Write out, word for word, the part of the listing below that opens with the line containing "use super::RepositoryError;" and closes with the line containing "pub trait UserRepository: Send", keeping both of those lines and adding no others.

_Data for this exercise:_
>>>
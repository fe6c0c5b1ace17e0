//! Port for user account persistence.
use async_trait::async_trait;

use crate::domain::{NewUser, User, UserId};

use super::RepositoryError;

/// Storage for user accounts.
///
/// Username and email uniqueness is enforced by the adapter and reported as
/// [`RepositoryError::Duplicate`].
#[cfg_attr(test, mockall::automock)]
#[async_trait]
pub trait UserRepository: Send + Sync {
    /// Insert a new account and return it with its identifier.
    async fn create(&self, user: NewUser) -> Result<User, RepositoryError>;

    async fn find_by_id(&self, id: UserId) -> Result<Option<User>, RepositoryError>;

    async fn find_by_username(&self, username: &str) -> Result<Option<User>, RepositoryError>;

    /// Case-insensitive lookup.
    async fn find_by_email(&self, email: &str) -> Result<Option<User>, RepositoryError>;

    async fn find_by_recovery_token(&self, token: &str)
    -> Result<Option<User>, RepositoryError>;

    async fn find_by_email_token(&self, token: &str) -> Result<Option<User>, RepositoryError>;

    /// Users with the given identifiers, ordered by id. Unknown ids are skipped.
    async fn list_by_ids(&self, ids: &[UserId]) -> Result<Vec<User>, RepositoryError>;

    /// Every account, ordered by id.
    async fn list(&self) -> Result<Vec<User>, RepositoryError>;

    /// Overwrite a stored account.
    async fn update(&self, user: &User) -> Result<(), RepositoryError>;
}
<<<
_Response area:_
use super::RepositoryError;

/// Storage for user accounts.
///
/// Username and email uniqueness is enforced by the adapter and reported as
/// [`RepositoryError::Duplicate`].
#[cfg_attr(test, mockall::automock)]
#[async_trait]
pub trait UserRepository: Send + Sync {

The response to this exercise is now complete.